**Directions**
Write the data below out again, unchanged.

Available data below:

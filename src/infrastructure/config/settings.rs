use config::Environment;
use serde::Deserialize;

/// Runtime configuration, read from the process environment. The processor
/// and database endpoints are required; everything else has a default tuned
/// for the expected bursty load.
#[derive(Debug, Deserialize, Clone)]
pub struct Config {
	pub database_url: String,
	pub default_payment_processor: String,
	pub fallback_payment_processor: String,
	pub cache_url: String,
	pub server_keepalive: u64,
	pub worker_count: usize,
	pub queue_capacity: usize,
	pub retry_queue_capacity: usize,
	pub retry_backoff_ms: u64,
	pub batch_size: usize,
	pub flush_interval_ms: u64,
	pub probe_interval_secs: u64,
}

impl Config {
	pub fn load() -> Result<Self, config::ConfigError> {
		Self::load_from(Environment::default())
	}

	fn load_from(environment: Environment) -> Result<Self, config::ConfigError> {
		config::Config::builder()
			.set_default("cache_url", "redis://cache:6379")?
			.set_default("server_keepalive", 75_i64)?
			.set_default("worker_count", 10_i64)?
			.set_default("queue_capacity", 10_000_i64)?
			.set_default("retry_queue_capacity", 1_000_i64)?
			.set_default("retry_backoff_ms", 100_i64)?
			.set_default("batch_size", 50_i64)?
			.set_default("flush_interval_ms", 1_500_i64)?
			.set_default("probe_interval_secs", 5_i64)?
			.add_source(environment)
			.build()?
			.try_deserialize()
	}
}

#[cfg(test)]
mod tests {
	use std::collections::HashMap;

	use super::*;

	#[test]
	fn test_config_load_fails_without_required_endpoints() {
		let source = Environment::default().source(Some(HashMap::new()));

		assert!(Config::load_from(source).is_err());
	}

	#[test]
	fn test_config_load_applies_defaults_for_tunables() {
		let source = Environment::default().source(Some({
			let mut env = HashMap::new();
			env.insert(
				"DATABASE_URL".into(),
				"postgresql://payments:payments@db:5432/payments".into(),
			);
			env.insert(
				"DEFAULT_PAYMENT_PROCESSOR".into(),
				"http://test_default:8080".into(),
			);
			env.insert(
				"FALLBACK_PAYMENT_PROCESSOR".into(),
				"http://test_fallback:8080".into(),
			);
			env
		}));

		let config =
			Config::load_from(source).expect("Failed to load config in test");

		assert_eq!(config.cache_url, "redis://cache:6379");
		assert_eq!(config.worker_count, 10);
		assert_eq!(config.queue_capacity, 10_000);
		assert_eq!(config.retry_queue_capacity, 1_000);
		assert_eq!(config.retry_backoff_ms, 100);
		assert_eq!(config.batch_size, 50);
		assert_eq!(config.flush_interval_ms, 1_500);
		assert_eq!(config.probe_interval_secs, 5);
	}

	#[test]
	fn test_config_load_overrides_from_environment() {
		let source = Environment::default().source(Some({
			let mut env = HashMap::new();
			env.insert(
				"DATABASE_URL".into(),
				"postgresql://payments:payments@db:5432/payments".into(),
			);
			env.insert(
				"DEFAULT_PAYMENT_PROCESSOR".into(),
				"http://test_default:8080".into(),
			);
			env.insert(
				"FALLBACK_PAYMENT_PROCESSOR".into(),
				"http://test_fallback:8080".into(),
			);
			env.insert("CACHE_URL".into(), "redis://test_cache:6379".into());
			env.insert("WORKER_COUNT".into(), "4".into());
			env.insert("BATCH_SIZE".into(), "25".into());
			env
		}));

		let config =
			Config::load_from(source).expect("Failed to load config in test");

		assert_eq!(
			config.database_url,
			"postgresql://payments:payments@db:5432/payments"
		);
		assert_eq!(
			config.default_payment_processor,
			"http://test_default:8080"
		);
		assert_eq!(
			config.fallback_payment_processor,
			"http://test_fallback:8080"
		);
		assert_eq!(config.cache_url, "redis://test_cache:6379");
		assert_eq!(config.worker_count, 4);
		assert_eq!(config.batch_size, 25);
	}
}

End of Available data.

**Output for this task**
filename src/infrastructure/config/settings.rs
use config::Environment;
use serde::Deserialize;

/// Runtime configuration, read from the process environment. The processor
/// and database endpoints are required; everything else has a default tuned
/// for the expected bursty load.
#[derive(Debug, Deserialize, Clone)]
pub struct Config {
	pub database_url: String,
	pub default_payment_processor: String,
	pub fallback_payment_processor: String,
	pub cache_url: String,
	pub server_keepalive: u64,
	pub worker_count: usize,
	pub queue_capacity: usize,
	pub retry_queue_capacity: usize,
	pub retry_backoff_ms: u64,
	pub batch_size: usize,
	pub flush_interval_ms: u64,
	pub probe_interval_secs: u64,
}

impl Config {
	pub fn load() -> Result<Self, config::ConfigError> {
		Self::load_from(Environment::default())
	}

	fn load_from(environment: Environment) -> Result<Self, config::ConfigError> {
		config::Config::builder()
			.set_default("cache_url", "redis://cache:6379")?
			.set_default("server_keepalive", 75_i64)?
			.set_default("worker_count", 10_i64)?
			.set_default("queue_capacity", 10_000_i64)?
			.set_default("retry_queue_capacity", 1_000_i64)?
			.set_default("retry_backoff_ms", 100_i64)?
			.set_default("batch_size", 50_i64)?
			.set_default("flush_interval_ms", 1_500_i64)?
			.set_default("probe_interval_secs", 5_i64)?
			.add_source(environment)
			.build()?
			.try_deserialize()
	}
}

#[cfg(test)]
mod tests {
	use std::collections::HashMap;

	use super::*;

	#[test]
	fn test_config_load_fails_without_required_endpoints() {
		let source = Environment::default().source(Some(HashMap::new()));

		assert!(Config::load_from(source).is_err());
	}

	#[test]
	fn test_config_load_applies_defaults_for_tunables() {
		let source = Environment::default().source(Some({
			let mut env = HashMap::new();
			env.insert(
				"DATABASE_URL".into(),
				"postgresql://payments:payments@db:5432/payments".into(),
			);
			env.insert(
				"DEFAULT_PAYMENT_PROCESSOR".into(),
				"http://test_default:8080".into(),
			);
			env.insert(
				"FALLBACK_PAYMENT_PROCESSOR".into(),
				"http://test_fallback:8080".into(),
			);
			env
		}));

		let config =
			Config::load_from(source).expect("Failed to load config in test");

		assert_eq!(config.cache_url, "redis://cache:6379");
		assert_eq!(config.worker_count, 10);
		assert_eq!(config.queue_capacity, 10_000);
		assert_eq!(config.retry_queue_capacity, 1_000);
		assert_eq!(config.retry_backoff_ms, 100);
		assert_eq!(config.batch_size, 50);
		assert_eq!(config.flush_interval_ms, 1_500);
		assert_eq!(config.probe_interval_secs, 5);
	}

	#[test]
	fn test_config_load_overrides_from_environment() {
		let source = Environment::default().source(Some({
			let mut env = HashMap::new();
			env.insert(
				"DATABASE_URL".into(),
				"postgresql://payments:payments@db:5432/payments".into(),
			);
			env.insert(
				"DEFAULT_PAYMENT_PROCESSOR".into(),
				"http://test_default:8080".into(),
			);
			env.insert(
				"FALLBACK_PAYMENT_PROCESSOR".into(),
				"http://test_fallback:8080".into(),
			);
			env.insert("CACHE_URL".into(), "redis://test_cache:6379".into());
			env.insert("WORKER_COUNT".into(), "4".into());
			env.insert("BATCH_SIZE".into(), "25".into());
			env
		}));

		let config =
			Config::load_from(source).expect("Failed to load config in test");

		assert_eq!(
			config.database_url,
			"postgresql://payments:payments@db:5432/payments"
		);
		assert_eq!(
			config.default_payment_processor,
			"http://test_default:8080"
		);
		assert_eq!(
			config.fallback_payment_processor,
			"http://test_fallback:8080"
		);
		assert_eq!(config.cache_url, "redis://test_cache:6379");
		assert_eq!(config.worker_count, 4);
		assert_eq!(config.batch_size, 25);
	}
}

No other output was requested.